Vibres, et plantes-toi en terre

j’aime ce mouvement doux et souple du bassin

arraches, dans les sillons de peau

les lignes de sang frappent sans jamais se mourir

 

 

lèches, lèches, lèches, lèches

je fais l’ode au festin

gras et riche, on fait le mort

et sous tes airs joueurs

se cache ici

 

 

·III·

 

C’était l’un de ces longs silences d’ennui dans les après-midi froids et pluvieux où l’air est trop saillant et donne envie de gel

 

je lui parlais de moi tandis qu’elle me parlait d’elle, après tout, c’est normal, c’est ce qu’on sait le mieux.

 

Elle a ouvert la bouche et là j’ai aperçu au fond du vieux malheur la conscience du présent.

 

Je du me retourner dans mon ventre sans savoir si c’était moi ou lui qui ne pouvait plus tenir. J’élançais toute mon âme et je tuais le bouc.

 

Dans les rances relents qui relancent sans cesse ; aperçois, je t’en prie, une part de mon mystère.

 

 

·IV·

 

J’ai grimpé ma folie, quatre à quatre

aux barreaux de prison j’ai dit « oui »

j’ai sifflé dans l’air mol d’un désoirs

où tous sont de mauvais poil.

 

 

·V·

 

Vois-tu ? Quand je parle je t’appelle

et tu souris un peu même si tu sais que le jeu

s’arrête, oui.

 

Goutte, derrière les astres, à gauche, un peu

 

voilà,

 

et moi j’écris pour toi

 

TOI

 

 

·VI·

 

Adresse, quoi, du cœur, merci

la foule braille autour d’un homme-calembour Quelle folie l’a pris ? Il grimpe sur des chevaux, des mots, des colonnes de marbre, et il s’avance en leur roulant dessus.

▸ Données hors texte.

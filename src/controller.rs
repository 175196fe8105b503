use std::collections::VecDeque;

use serde::Serialize;
use tracing::error;

use crate::{
    error::AppError,
    models::trip::{FilterCriteria, NewImage, Trip, TripInput, TripPatch},
    services::trip::TripService,
};

/// User-visible outcome of an action. Only generic text reaches the user;
/// the underlying error detail goes to the log.
#[derive(Debug, Clone, PartialEq, Eq, Serialize)]
pub struct Notice {
    pub kind: NoticeKind,
    pub message: String,
}

#[derive(Debug, Clone, Copy, PartialEq, Eq, Serialize)]
#[serde(rename_all = "lowercase")]
pub enum NoticeKind {
    Success,
    Error,
}

impl Notice {
    fn success(message: &str) -> Self {
        Self {
            kind: NoticeKind::Success,
            message: message.into(),
        }
    }

    fn error(message: &str) -> Self {
        Self {
            kind: NoticeKind::Error,
            message: message.into(),
        }
    }
}

/// Holds the authoritative in-memory trip collection plus the derived
/// filtered view, and funnels every user action through the service.
///
/// Single-writer by design: correctness after a mutation comes from a full
/// reload, never from incremental cache surgery.
pub struct TripController {
    service: TripService,
    trips: Vec<Trip>,
    filtered: Vec<Trip>,
    selected: Option<Trip>,
    filters: FilterCriteria,
    loading: bool,
    notices: VecDeque<Notice>,
}

impl TripController {
    pub fn new(service: TripService) -> Self {
        Self {
            service,
            trips: Vec::new(),
            filtered: Vec::new(),
            selected: None,
            filters: FilterCriteria::default(),
            loading: false,
            notices: VecDeque::new(),
        }
    }

    /// Replaces the cache from the backend. On failure the previous cache
    /// stays intact and the user gets one generic notice.
    pub async fn reload(&mut self) {
        self.loading = true;
        match self.service.list().await {
            Ok(trips) => {
                self.trips = trips;
                self.apply_filters();
            }
            Err(err) => {
                error!("could not load trips: {err}");
                self.notices.push_back(Notice::error("Could not load trips"));
            }
        }
        self.loading = false;
    }

    pub async fn create(&mut self, input: TripInput, files: Vec<NewImage>) -> Result<Trip, AppError> {
        match self.service.create(input, files).await {
            Ok(trip) => {
                self.notices
                    .push_back(Notice::success("Trip created successfully"));
                self.reload().await;
                Ok(trip)
            }
            Err(err) => {
                error!("could not create trip: {err}");
                self.notices
                    .push_back(Notice::error("Could not create the trip"));
                Err(err)
            }
        }
    }

    pub async fn update(
        &mut self,
        id: &str,
        patch: TripPatch,
        files: Vec<NewImage>,
    ) -> Result<Trip, AppError> {
        match self.service.update(id, patch, files).await {
            Ok(trip) => {
                self.notices
                    .push_back(Notice::success("Trip updated successfully"));
                self.reload().await;
                Ok(trip)
            }
            Err(err) => {
                error!("could not update trip {id}: {err}");
                self.notices
                    .push_back(Notice::error("Could not update the trip"));
                Err(err)
            }
        }
    }

    pub async fn delete(&mut self, id: &str) -> Result<(), AppError> {
        match self.service.delete(id).await {
            Ok(()) => {
                self.notices
                    .push_back(Notice::success("Trip deleted successfully"));
                self.reload().await;
                Ok(())
            }
            Err(err) => {
                error!("could not delete trip {id}: {err}");
                self.notices
                    .push_back(Notice::error("Could not delete the trip"));
                Err(err)
            }
        }
    }

    /// Sets the detail selection; the cache is untouched.
    pub fn select(&mut self, trip: Option<Trip>) {
        self.selected = trip;
    }

    pub fn set_filters(&mut self, filters: FilterCriteria) {
        self.filters = filters.normalized();
        self.apply_filters();
    }

    pub fn clear_filters(&mut self) {
        self.filters = FilterCriteria::default();
        self.apply_filters();
    }

    fn apply_filters(&mut self) {
        self.filtered = TripService::filter(&self.trips, &self.filters);
    }

    /// The filtered view the presentation layer renders.
    pub fn trips(&self) -> &[Trip] {
        &self.filtered
    }

    pub fn all_trips(&self) -> &[Trip] {
        &self.trips
    }

    pub fn selected(&self) -> Option<&Trip> {
        self.selected.as_ref()
    }

    pub fn filters(&self) -> &FilterCriteria {
        &self.filters
    }

    pub fn loading(&self) -> bool {
        self.loading
    }

    pub fn drain_notices(&mut self) -> Vec<Notice> {
        self.notices.drain(..).collect()
    }
}

#[cfg(test)]
mod tests {
    use std::sync::{Arc, Mutex};

    use async_trait::async_trait;
    use chrono::Utc;

    use super::*;
    use crate::services::{
        notify::{PushDispatcher, PushOutcome},
        object::ObjectStore,
        record::TripStore,
    };

    struct StubStore {
        trips: Mutex<Vec<Trip>>,
        fail_list: bool,
    }

    #[async_trait]
    impl TripStore for StubStore {
        async fn list(&self) -> Result<Vec<Trip>, AppError> {
            if self.fail_list {
                return Err(AppError::Store(sqlx::Error::PoolClosed));
            }
            Ok(self.trips.lock().unwrap().clone())
        }

        async fn get(&self, id: &str) -> Result<Option<Trip>, AppError> {
            Ok(self
                .trips
                .lock()
                .unwrap()
                .iter()
                .find(|t| t.id == id)
                .cloned())
        }

        async fn insert(&self, input: TripInput) -> Result<Trip, AppError> {
            let trip = Trip {
                id: "new-trip".into(),
                title: input.title,
                destination: input.destination,
                description: input.description,
                price: input.price,
                saved: input.saved,
                date_range: input.date_range,
                days: input.days.unwrap_or(0),
                included_items: input.included_items,
                images: Vec::new(),
                created_at: Utc::now(),
            };
            self.trips.lock().unwrap().push(trip.clone());
            Ok(trip)
        }

        async fn update(&self, id: &str, patch: TripPatch) -> Result<Trip, AppError> {
            let mut trips = self.trips.lock().unwrap();
            let trip = trips
                .iter_mut()
                .find(|t| t.id == id)
                .ok_or(sqlx::Error::RowNotFound)?;
            if let Some(images) = patch.images {
                trip.images = images;
            }
            Ok(trip.clone())
        }

        async fn delete(&self, id: &str) -> Result<(), AppError> {
            self.trips.lock().unwrap().retain(|t| t.id != id);
            Ok(())
        }
    }

    struct NoopBucket;

    #[async_trait]
    impl ObjectStore for NoopBucket {
        async fn upload(&self, files: &[NewImage], owner_id: &str) -> Result<Vec<String>, AppError> {
            Ok(files
                .iter()
                .map(|f| format!("https://cdn.test/b/{owner_id}/{}", f.file_name))
                .collect())
        }

        async fn remove(&self, _urls: &[String]) -> Result<(), AppError> {
            Ok(())
        }
    }

    struct SilentDispatcher;

    #[async_trait]
    impl PushDispatcher for SilentDispatcher {
        async fn notify_new_trip(&self, _title: &str, _destination: &str) -> PushOutcome {
            PushOutcome::NoRecipients
        }

        async fn register_token(&self, _token: &str) {}
    }

    fn trip(id: &str, title: &str, destination: &str, price: f64) -> Trip {
        Trip {
            id: id.into(),
            title: title.into(),
            destination: destination.into(),
            description: None,
            price,
            saved: false,
            date_range: "01/01/2025 - 05/01/2025".into(),
            days: 4,
            included_items: Vec::new(),
            images: Vec::new(),
            created_at: Utc::now(),
        }
    }

    fn controller(trips: Vec<Trip>, fail_list: bool) -> TripController {
        let service = TripService::new(
            Arc::new(StubStore {
                trips: Mutex::new(trips),
                fail_list,
            }),
            Arc::new(NoopBucket),
            Arc::new(SilentDispatcher),
        );
        TripController::new(service)
    }

    #[tokio::test]
    async fn reload_replaces_cache_and_recomputes_view() {
        let mut ctl = controller(vec![trip("1", "Beach week", "Natal", 100.0)], false);
        ctl.reload().await;
        assert_eq!(ctl.all_trips().len(), 1);
        assert_eq!(ctl.trips().len(), 1);
        assert!(!ctl.loading());
    }

    #[tokio::test]
    async fn failed_reload_keeps_previous_cache_and_notices() {
        let mut ctl = controller(vec![trip("1", "Beach week", "Natal", 100.0)], false);
        ctl.reload().await;

        // Swap in a failing backend behind the same cached state.
        let failing = controller(Vec::new(), true);
        ctl.service = failing.service;
        ctl.reload().await;

        assert_eq!(ctl.all_trips().len(), 1, "cache must stay intact");
        let notices = ctl.drain_notices();
        assert_eq!(notices.len(), 1);
        assert_eq!(notices[0].kind, NoticeKind::Error);
    }

    #[tokio::test]
    async fn filters_recompute_synchronously() {
        let mut ctl = controller(
            vec![
                trip("1", "Beach week", "Natal", 100.0),
                trip("2", "City break", "Recife", 300.0),
            ],
            false,
        );
        ctl.reload().await;

        ctl.set_filters(FilterCriteria {
            destination: Some("natal".into()),
            ..Default::default()
        });
        assert_eq!(ctl.trips().len(), 1);
        assert_eq!(ctl.all_trips().len(), 2);

        ctl.clear_filters();
        assert_eq!(ctl.trips().len(), 2);
    }

    #[tokio::test]
    async fn create_notices_success_and_reloads() {
        let mut ctl = controller(Vec::new(), false);
        ctl.reload().await;

        let input = TripInput {
            title: "Beach week".into(),
            destination: "Natal".into(),
            description: None,
            price: 100.0,
            saved: false,
            date_range: "01/01/2025 - 05/01/2025".into(),
            days: Some(4),
            included_items: Vec::new(),
        };
        ctl.create(input, Vec::new()).await.expect("create");

        assert_eq!(ctl.all_trips().len(), 1);
        let notices = ctl.drain_notices();
        assert_eq!(notices[0].kind, NoticeKind::Success);
    }

    #[tokio::test]
    async fn select_leaves_cache_alone() {
        let mut ctl = controller(vec![trip("1", "Beach week", "Natal", 100.0)], false);
        ctl.reload().await;

        let chosen = ctl.all_trips()[0].clone();
        ctl.select(Some(chosen.clone()));
        assert_eq!(ctl.selected().map(|t| t.id.as_str()), Some("1"));
        assert_eq!(ctl.all_trips().len(), 1);

        ctl.select(None);
        assert!(ctl.selected().is_none());
    }
}
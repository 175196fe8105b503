use axum::{extract::State, http::StatusCode, routing::post, Json, Router};
use serde::Deserialize;

use crate::{error::AppError, state::AppState};

pub fn router() -> Router<AppState> {
    Router::new().route("/register", post(register_token))
}

#[derive(Deserialize)]
struct RegisterRequest {
    token: String,
}

/// Fire-and-forget: registration failures are logged inside the dispatcher,
/// the client always gets a 204.
async fn register_token(
    State(state): State<AppState>,
    Json(request): Json<RegisterRequest>,
) -> Result<StatusCode, AppError> {
    if request.token.trim().is_empty() {
        return Err(AppError::BadRequest("token must not be empty".into()));
    }
    state.dispatcher.register_token(&request.token).await;
    Ok(StatusCode::NO_CONTENT)
}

Son rire se fait entendre, puis un glapissement sec, rappel qu’il assène parfois sans en rien dire, de violents coups de tête à des hommes en cravate.

 

 

·VII·

 

ailleurs, le jour est là, ici je me souviens d’une faible lumière d’un monde un peu trop las

j’avais trop respiré de cette poussière brune.

 

- bouge ce doit, celui-ci, celui-là.

 

Je tends et détends convulsivement chacune de mes phalanges, l’envie de vivre en moi s’arrime doucement

 

- je t’ai dit de l’aimer.

 

Et encore on me pousse , que peut bien dire ce corps ? Je voudrais le faire taire, retrouver ma raison.

 

- noir, le silence est noir.

 

Il parle tout le temps alors. Il aime à faire sentir dans [sa] voix ronde et forte un sentiment nouveau, la simple raison d’être.